[Dataset entries]
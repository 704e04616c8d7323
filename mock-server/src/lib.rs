//! In-process emulation of the open-platform gateway.
//!
//! Verifies signatures the same way the real gateway does and answers a
//! handful of test methods:
//! - `test.echo` returns the caller's own parameters under `echo_response`
//! - `test.fail` returns an `error_response` (code 15, `isv.failure`)
//! - `test.malformed` (batch only) returns a chunk that is not JSON

use std::{collections::BTreeMap, sync::Arc};

use axum::{
    extract::{RawQuery, State},
    routing::post,
    Json, Router,
};
use md5::{Digest, Md5};
use serde_json::{json, Map, Value};
use tokio::net::TcpListener;
use tracing::{debug, warn};

pub const DEFAULT_APP_SECRET: &str = "mock-secret";
pub const SEPARATOR: &str = "\r\n-S-\r\n";

const COMMON_KEYS: [&str; 7] = ["app_key", "timestamp", "format", "v", "sign_method", "session", "sign"];

#[derive(Clone)]
struct Gateway {
    app_secret: Arc<str>,
}

pub fn app(app_secret: &str) -> Router {
    let state = Gateway {
        app_secret: Arc::from(app_secret),
    };
    Router::new()
        .route("/router/rest", post(rest_call))
        .route("/router/batch", post(batch_call))
        .with_state(state)
}

pub async fn run(listener: TcpListener, app_secret: &str) -> Result<(), std::io::Error> {
    axum::serve(listener, app(app_secret)).await
}

/// Upper-case hex MD5 of `secret + sorted(k + v) + body + secret`, skipping `sign`.
pub fn expected_sign(params: &BTreeMap<String, String>, secret: &str, body: &str) -> String {
    let mut hasher = Md5::new();
    hasher.update(secret);
    for (key, value) in params.iter().filter(|(k, _)| k.as_str() != "sign") {
        hasher.update(key);
        hasher.update(value);
    }
    hasher.update(body);
    hasher.update(secret);
    hex::encode_upper(hasher.finalize())
}

pub fn error_response(code: i32, msg: &str, sub_code: &str, sub_msg: &str) -> Value {
    json!({
        "error_response": {
            "code": code,
            "msg": msg,
            "sub_code": sub_code,
            "sub_msg": sub_msg,
        }
    })
}

fn parse_form(raw: &str) -> BTreeMap<String, String> {
    url::form_urlencoded::parse(raw.as_bytes()).into_owned().collect()
}

fn check_signature(params: &BTreeMap<String, String>, secret: &str, body: &str) -> Result<(), Value> {
    for key in ["app_key", "timestamp", "sign"] {
        if !params.contains_key(key) {
            return Err(error_response(
                40,
                "Missing required arguments",
                "isv.missing-parameter",
                &format!("missing {key}"),
            ));
        }
    }
    let expected = expected_sign(params, secret, body);
    if params.get("sign") != Some(&expected) {
        warn!(app_key = ?params.get("app_key"), "signature mismatch");
        return Err(error_response(25, "Invalid signature", "isv.invalid-signature", "sign does not match"));
    }
    Ok(())
}

fn dispatch(params: &BTreeMap<String, String>) -> Value {
    let method = params.get("method").map(String::as_str).unwrap_or_default();
    debug!(method, "dispatching");
    match method {
        "test.echo" => {
            let echoed: Map<String, Value> = params
                .iter()
                .filter(|(k, _)| !COMMON_KEYS.contains(&k.as_str()) && k.as_str() != "method")
                .map(|(k, v)| (k.clone(), Value::String(v.clone())))
                .collect();
            json!({ "echo_response": echoed })
        }
        "test.fail" => {
            let reason = params.get("reason").map(String::as_str).unwrap_or("failed on request");
            error_response(15, "Remote service error", "isv.failure", reason)
        }
        "" => error_response(40, "Missing required arguments", "isv.missing-parameter", "missing method"),
        other => error_response(22, "Invalid method", "isv.invalid-method", other),
    }
}

async fn rest_call(State(gw): State<Gateway>, body: String) -> Json<Value> {
    let params = parse_form(&body);
    if let Err(err) = check_signature(&params, &gw.app_secret, "") {
        return Json(err);
    }
    Json(dispatch(&params))
}

async fn batch_call(State(gw): State<Gateway>, RawQuery(query): RawQuery, body: String) -> String {
    let envelope = parse_form(query.as_deref().unwrap_or_default());
    if let Err(err) = check_signature(&envelope, &gw.app_secret, &body) {
        return err.to_string();
    }
    let chunks: Vec<String> = body
        .split(SEPARATOR)
        .map(|raw| {
            let params = parse_form(raw);
            match params.get("method").map(String::as_str) {
                Some("test.malformed") => "<html>internal error</html>".to_string(),
                _ => dispatch(&params).to_string(),
            }
        })
        .collect();
    debug!(chunks = chunks.len(), "answered batch");
    chunks.join(SEPARATOR)
}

§ TASK TO COMPLETE
What you should produce is an exact copy of the records above.

§ RESPONSE TO THIS TASK
repository 704e04616c8d7323
filename mock-server/src/lib.rs
//! In-process emulation of the open-platform gateway.
//!
//! Verifies signatures the same way the real gateway does and answers a
//! handful of test methods:
//! - `test.echo` returns the caller's own parameters under `echo_response`
//! - `test.fail` returns an `error_response` (code 15, `isv.failure`)
//! - `test.malformed` (batch only) returns a chunk that is not JSON

use std::{collections::BTreeMap, sync::Arc};

use axum::{
    extract::{RawQuery, State},
    routing::post,
    Json, Router,
};
use md5::{Digest, Md5};
use serde_json::{json, Map, Value};
use tokio::net::TcpListener;
use tracing::{debug, warn};

pub const DEFAULT_APP_SECRET: &str = "mock-secret";
pub const SEPARATOR: &str = "\r\n-S-\r\n";

const COMMON_KEYS: [&str; 7] = ["app_key", "timestamp", "format", "v", "sign_method", "session", "sign"];

#[derive(Clone)]
struct Gateway {
    app_secret: Arc<str>,
}

pub fn app(app_secret: &str) -> Router {
    let state = Gateway {
        app_secret: Arc::from(app_secret),
    };
    Router::new()
        .route("/router/rest", post(rest_call))
        .route("/router/batch", post(batch_call))
        .with_state(state)
}

pub async fn run(listener: TcpListener, app_secret: &str) -> Result<(), std::io::Error> {
    axum::serve(listener, app(app_secret)).await
}

/// Upper-case hex MD5 of `secret + sorted(k + v) + body + secret`, skipping `sign`.
pub fn expected_sign(params: &BTreeMap<String, String>, secret: &str, body: &str) -> String {
    let mut hasher = Md5::new();
    hasher.update(secret);
    for (key, value) in params.iter().filter(|(k, _)| k.as_str() != "sign") {
        hasher.update(key);
        hasher.update(value);
    }
    hasher.update(body);
    hasher.update(secret);
    hex::encode_upper(hasher.finalize())
}

pub fn error_response(code: i32, msg: &str, sub_code: &str, sub_msg: &str) -> Value {
    json!({
        "error_response": {
            "code": code,
            "msg": msg,
            "sub_code": sub_code,
            "sub_msg": sub_msg,
        }
    })
}

fn parse_form(raw: &str) -> BTreeMap<String, String> {
    url::form_urlencoded::parse(raw.as_bytes()).into_owned().collect()
}

fn check_signature(params: &BTreeMap<String, String>, secret: &str, body: &str) -> Result<(), Value> {
    for key in ["app_key", "timestamp", "sign"] {
        if !params.contains_key(key) {
            return Err(error_response(
                40,
                "Missing required arguments",
                "isv.missing-parameter",
                &format!("missing {key}"),
            ));
        }
    }
    let expected = expected_sign(params, secret, body);
    if params.get("sign") != Some(&expected) {
        warn!(app_key = ?params.get("app_key"), "signature mismatch");
        return Err(error_response(25, "Invalid signature", "isv.invalid-signature", "sign does not match"));
    }
    Ok(())
}

fn dispatch(params: &BTreeMap<String, String>) -> Value {
    let method = params.get("method").map(String::as_str).unwrap_or_default();
    debug!(method, "dispatching");
    match method {
        "test.echo" => {
            let echoed: Map<String, Value> = params
                .iter()
                .filter(|(k, _)| !COMMON_KEYS.contains(&k.as_str()) && k.as_str() != "method")
                .map(|(k, v)| (k.clone(), Value::String(v.clone())))
                .collect();
            json!({ "echo_response": echoed })
        }
        "test.fail" => {
            let reason = params.get("reason").map(String::as_str).unwrap_or("failed on request");
            error_response(15, "Remote service error", "isv.failure", reason)
        }
        "" => error_response(40, "Missing required arguments", "isv.missing-parameter", "missing method"),
        other => error_response(22, "Invalid method", "isv.invalid-method", other),
    }
}

async fn rest_call(State(gw): State<Gateway>, body: String) -> Json<Value> {
    let params = parse_form(&body);
    if let Err(err) = check_signature(&params, &gw.app_secret, "") {
        return Json(err);
    }
    Json(dispatch(&params))
}

async fn batch_call(State(gw): State<Gateway>, RawQuery(query): RawQuery, body: String) -> String {
    let envelope = parse_form(query.as_deref().unwrap_or_default());
    if let Err(err) = check_signature(&envelope, &gw.app_secret, &body) {
        return err.to_string();
    }
    let chunks: Vec<String> = body
        .split(SEPARATOR)
        .map(|raw| {
            let params = parse_form(raw);
            match params.get("method").map(String::as_str) {
                Some("test.malformed") => "<html>internal error</html>".to_string(),
                _ => dispatch(&params).to_string(),
            }
        })
        .collect();
    debug!(chunks = chunks.len(), "answered batch");
    chunks.join(SEPARATOR)
}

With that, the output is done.